Data section:
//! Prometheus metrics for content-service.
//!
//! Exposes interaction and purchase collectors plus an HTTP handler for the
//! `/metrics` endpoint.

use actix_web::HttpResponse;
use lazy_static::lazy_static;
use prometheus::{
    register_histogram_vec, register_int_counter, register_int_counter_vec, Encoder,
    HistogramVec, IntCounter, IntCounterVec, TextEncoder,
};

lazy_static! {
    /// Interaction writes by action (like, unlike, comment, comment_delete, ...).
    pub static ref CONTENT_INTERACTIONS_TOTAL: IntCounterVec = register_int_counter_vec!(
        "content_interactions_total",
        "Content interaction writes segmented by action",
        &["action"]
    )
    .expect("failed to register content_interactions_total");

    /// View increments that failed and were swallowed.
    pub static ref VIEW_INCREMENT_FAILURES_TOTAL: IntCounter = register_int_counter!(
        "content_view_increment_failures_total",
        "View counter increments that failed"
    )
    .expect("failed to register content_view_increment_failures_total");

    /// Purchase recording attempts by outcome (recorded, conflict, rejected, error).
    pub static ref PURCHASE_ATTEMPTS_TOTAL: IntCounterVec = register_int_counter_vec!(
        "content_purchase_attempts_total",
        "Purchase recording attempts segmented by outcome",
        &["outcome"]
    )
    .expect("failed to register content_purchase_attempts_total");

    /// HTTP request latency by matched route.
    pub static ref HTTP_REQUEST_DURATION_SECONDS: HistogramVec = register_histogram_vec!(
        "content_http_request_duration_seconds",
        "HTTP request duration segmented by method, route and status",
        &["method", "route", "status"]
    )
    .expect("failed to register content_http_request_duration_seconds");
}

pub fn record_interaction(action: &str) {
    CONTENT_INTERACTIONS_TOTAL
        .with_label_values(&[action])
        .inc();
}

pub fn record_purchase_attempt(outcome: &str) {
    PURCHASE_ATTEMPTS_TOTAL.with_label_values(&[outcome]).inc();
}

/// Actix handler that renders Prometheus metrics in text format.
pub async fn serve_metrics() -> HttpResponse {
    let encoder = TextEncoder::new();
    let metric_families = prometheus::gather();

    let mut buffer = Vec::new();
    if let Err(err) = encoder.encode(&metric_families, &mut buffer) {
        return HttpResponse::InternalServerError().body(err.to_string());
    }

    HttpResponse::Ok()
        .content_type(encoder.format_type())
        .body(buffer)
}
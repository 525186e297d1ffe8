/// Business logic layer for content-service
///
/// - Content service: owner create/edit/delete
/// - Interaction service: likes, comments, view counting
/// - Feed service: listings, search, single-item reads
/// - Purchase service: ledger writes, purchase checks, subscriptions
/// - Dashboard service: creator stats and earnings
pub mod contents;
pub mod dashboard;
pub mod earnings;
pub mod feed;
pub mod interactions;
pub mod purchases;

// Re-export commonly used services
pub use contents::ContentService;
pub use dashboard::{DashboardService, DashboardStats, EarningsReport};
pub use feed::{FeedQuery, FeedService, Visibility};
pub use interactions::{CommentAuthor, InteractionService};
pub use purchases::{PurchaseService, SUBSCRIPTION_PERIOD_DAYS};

The task: The answer is the lines above between the line holding "pub static ref VIEW_INCREMENT_FAILURES_TOTAL: IntCounter" and the line holding "HttpResponse::Ok()", inclusive, each written out exactly, and no others.

Solution below:
    pub static ref VIEW_INCREMENT_FAILURES_TOTAL: IntCounter = register_int_counter!(
        "content_view_increment_failures_total",
        "View counter increments that failed"
    )
    .expect("failed to register content_view_increment_failures_total");

    /// Purchase recording attempts by outcome (recorded, conflict, rejected, error).
    pub static ref PURCHASE_ATTEMPTS_TOTAL: IntCounterVec = register_int_counter_vec!(
        "content_purchase_attempts_total",
        "Purchase recording attempts segmented by outcome",
        &["outcome"]
    )
    .expect("failed to register content_purchase_attempts_total");

    /// HTTP request latency by matched route.
    pub static ref HTTP_REQUEST_DURATION_SECONDS: HistogramVec = register_histogram_vec!(
        "content_http_request_duration_seconds",
        "HTTP request duration segmented by method, route and status",
        &["method", "route", "status"]
    )
    .expect("failed to register content_http_request_duration_seconds");
}

pub fn record_interaction(action: &str) {
    CONTENT_INTERACTIONS_TOTAL
        .with_label_values(&[action])
        .inc();
}

pub fn record_purchase_attempt(outcome: &str) {
    PURCHASE_ATTEMPTS_TOTAL.with_label_values(&[outcome]).inc();
}

/// Actix handler that renders Prometheus metrics in text format.
pub async fn serve_metrics() -> HttpResponse {
    let encoder = TextEncoder::new();
    let metric_families = prometheus::gather();

    let mut buffer = Vec::new();
    if let Err(err) = encoder.encode(&metric_families, &mut buffer) {
        return HttpResponse::InternalServerError().body(err.to_string());
    }

    HttpResponse::Ok()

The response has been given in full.